Posts tagged Westminster Kennel Club Dog Show

An Open Letter to Brandi Hunter and the American Kennel Club

Illustration created by Sharon Montrose for my op-ed. Copyright to this work is owned by the Albany Times-Union
Illustration created by Sharon Montrose for my op-ed. Copyright to this work is owned by the Albany Times-Union.

On May 2, I published this op-ed in the Albany-Times Union urging New York State lawmakers to consider outright evicting, or at least prohibiting the televising of, the AKC-sanctioned Westminster Kennel Club Dog Show from within state lines.

I wrote that the village of Mamaroneck had recently become the first municipality in New York State to enact a “pet store puppy mill ban,” making it illegal for pet stores to do business with commercial-scale puppy farmers. The point of my op-ed was that if New York wants to stop farmed puppies from being imported and sold, then it has to do far more than simply cutting off the distribution outlet at a single pet store, or even at all pet stores. To achieve that goal, I wrote, lawmakers also have to go after one of the puppy farms’ biggest marketing assets: the widely televised Westminster show held annually in Manhattan.

The most recent estimate from the Humane Society of the United States, which I included in my op-ed, is that about 2.4 million puppies a year are now coming off the federally registered U.S. breeding farms alone. That number is up nearly 18 percent since 2014, and it does not include illegally operating puppy farmers, the types regularly cited in the media as “puppy mills” after being caught in large-scale animal cruelty-busts involving popular, AKC-promoted breeds such as Bichon Frises and Yorkshire Terriers.

Furthering my point, I also wrote that sanctioning events such as Westminster and creating the resulting mass-market demand is intentional on the part of the AKC, which profits from every additional puppy that is bred on the farms and then registered with the AKC for a fee.

Yesterday, AKC Vice President of Public Relations and Communications Brandi Hunter responded to my op-ed with this Albany Times-Union piece.

The Dog Merchants-3DTHE TRUTH: AKC IGNORED MULTIPLE INTERVIEW REQUESTS FOR THE DOG MERCHANTS BOOK

Hunter’s piece opens with an outright lie. Her first line reads: “The AKC (American Kennel Club) was not contacted by Kim Kavin regarding her book The Dog Merchants: Inside the Big Business of Breeders, Pet Stores, and Rescuers.”

Let’s dispel Hunter’s libelous public statement right off the bat, as it is intended to defame my reputation as an award-winning journalist with more than 20 years’ experience as a reporter, writer and editor.

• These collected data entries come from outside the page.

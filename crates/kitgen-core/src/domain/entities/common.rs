use super::DomainError;
use serde::{Deserialize, Serialize};
use std::fmt;
use std::path::{Component, Path, PathBuf};

/// A filesystem path guaranteed to stay beneath the base directory it is
/// joined onto.
///
/// Invariant: non-empty, never absolute, no `..` components. Enforced at
/// construction.
#[derive(Debug, Clone, PartialEq, Eq, Hash, Serialize, Deserialize)]
#[serde(try_from = "String", into = "String")]
pub struct RelativePath(PathBuf);

impl RelativePath {
    /// Fallible constructor.
    pub fn try_new(path: impl Into<PathBuf>) -> Result<Self, DomainError> {
        let path = path.into();
        let display = path.display().to_string();

        if path.as_os_str().is_empty() {
            return Err(DomainError::EmptyPath);
        }
        if path.is_absolute() || path.has_root() {
            return Err(DomainError::AbsolutePathNotAllowed { path: display });
        }
        if path
            .components()
            .any(|c| matches!(c, Component::ParentDir | Component::Prefix(_)))
        {
            return Err(DomainError::PathEscapesBase { path: display });
        }

        // `CurDir` components carry no meaning once joined; drop them so
        // `./a.md` and `a.md` compare equal.
        let normalized: PathBuf = path
            .components()
            .filter(|c| !matches!(c, Component::CurDir))
            .collect();
        if normalized.as_os_str().is_empty() {
            return Err(DomainError::EmptyPath);
        }

        Ok(Self(normalized))
    }

    /// Resolve against a base directory.
    pub fn resolve(&self, base: &Path) -> PathBuf {
        base.join(&self.0)
    }

    pub fn as_str(&self) -> &str {
        self.0.to_str().unwrap_or("")
    }

    /// The directory part, if the path is nested (`personas/x.md` -> `personas`).
    pub fn parent(&self) -> Option<&Path> {
        self.0.parent().filter(|p| !p.as_os_str().is_empty())
    }
}

impl AsRef<Path> for RelativePath {
    fn as_ref(&self) -> &Path {
        &self.0
    }
}

impl TryFrom<&str> for RelativePath {
    type Error = DomainError;

    fn try_from(s: &str) -> Result<Self, Self::Error> {
        Self::try_new(s)
    }
}

impl TryFrom<String> for RelativePath {
    type Error = DomainError;

    fn try_from(s: String) -> Result<Self, Self::Error> {
        Self::try_new(s)
    }
}

impl From<RelativePath> for String {
    fn from(p: RelativePath) -> Self {
        p.0.to_string_lossy().into_owned()
    }
}

impl fmt::Display for RelativePath {
    fn fmt(&self, f: &mut fmt::Formatter<'_>) -> fmt::Result {
        write!(f, "{}", self.0.display())
    }
}

#[cfg(test)]
mod tests {
    use super::*;

    #[test]
    fn plain_and_nested_paths_are_accepted() {
        assert!(RelativePath::try_new("security_privacy.md").is_ok());
        let nested = RelativePath::try_new("personas/client_exec.md").unwrap();
        assert_eq!(nested.parent(), Some(Path::new("personas")));
    }

    #[test]
    fn top_level_file_has_no_parent() {
        let p = RelativePath::try_new("acceptance_tests.md").unwrap();
        assert_eq!(p.parent(), None);
    }

    #[test]
    fn absolute_path_is_rejected() {
        assert!(matches!(
            RelativePath::try_new("/etc/passwd"),
            Err(DomainError::AbsolutePathNotAllowed { .. })
        ));
    }

    #[test]
    fn parent_dir_component_is_rejected() {
        assert!(matches!(
            RelativePath::try_new("../outside.md"),
            Err(DomainError::PathEscapesBase { .. })
        ));
        assert!(matches!(
            RelativePath::try_new("personas/../../outside.md"),
            Err(DomainError::PathEscapesBase { .. })
        ));
    }

    #[test]
    fn empty_and_dot_paths_are_rejected() {
        assert_eq!(RelativePath::try_new(""), Err(DomainError::EmptyPath));
        assert_eq!(RelativePath::try_new("."), Err(DomainError::EmptyPath));
    }

    #[test]
    fn leading_cur_dir_is_dropped() {
        let a = RelativePath::try_new("./personas/a.md").unwrap();
        let b = RelativePath::try_new("personas/a.md").unwrap();
        assert_eq!(a, b);
    }

    #[test]
    fn resolve_joins_onto_base() {
        let p = RelativePath::try_new("personas/client_exec.md").unwrap();
        assert_eq!(
            p.resolve(Path::new("/out")),
            PathBuf::from("/out/personas/client_exec.md")
        );
    }
}
use crate::domain::{entities::Manifest, error::DomainError};

/// Centralized domain validation.
///
/// All validation logic lives here, not scattered across entities.
pub struct DomainValidator;

impl DomainValidator {
    pub fn validate_manifest(manifest: &Manifest) -> Result<(), DomainError> {
        manifest.validate()
    }
}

I did, in fact, reach out—not to one, but instead to two AKC media officials while reporting my book The Dog Merchants. I wrote both to Hillary Prim, who at the time was AKC’s public relations director (she now works for fashion icon Diane von Furstenberg), as well as to Lisa Peterson, who continues to be listed on AKC’s website today as director of communications.

I sent the same email to Prim and Peterson alike—and I of course retained a copy in my book’s reporting notes. My letter began, “I’m an author writing to request an interview with AKC Spokesman Chris Walker for my upcoming book about how everyday people can make smart choices when buying a dog.”

My interview request went on to list bullet-point questions that I wanted to discuss with the AKC, including this one: “My research has led me to instances where some breeders and the AKC are at odds about what is in the best interest of dogs, including lawsuits involving Border Collies in the 1990s and, more recently, the Coton de Tulear. Some breeders say the prominence that comes with AKC recognition is a double-edged sword that also leads to more puppy-mill activity, with everyday people not understanding the difference among dogs they see listed for sale. I’d like to know how the AKC addresses those concerns.”

The reason AKC is not quoted directly in my book The Dog Merchants has nothing to do with me. Its representatives are not quoted because the AKC failed to reply to my explicit and direct request for an interview.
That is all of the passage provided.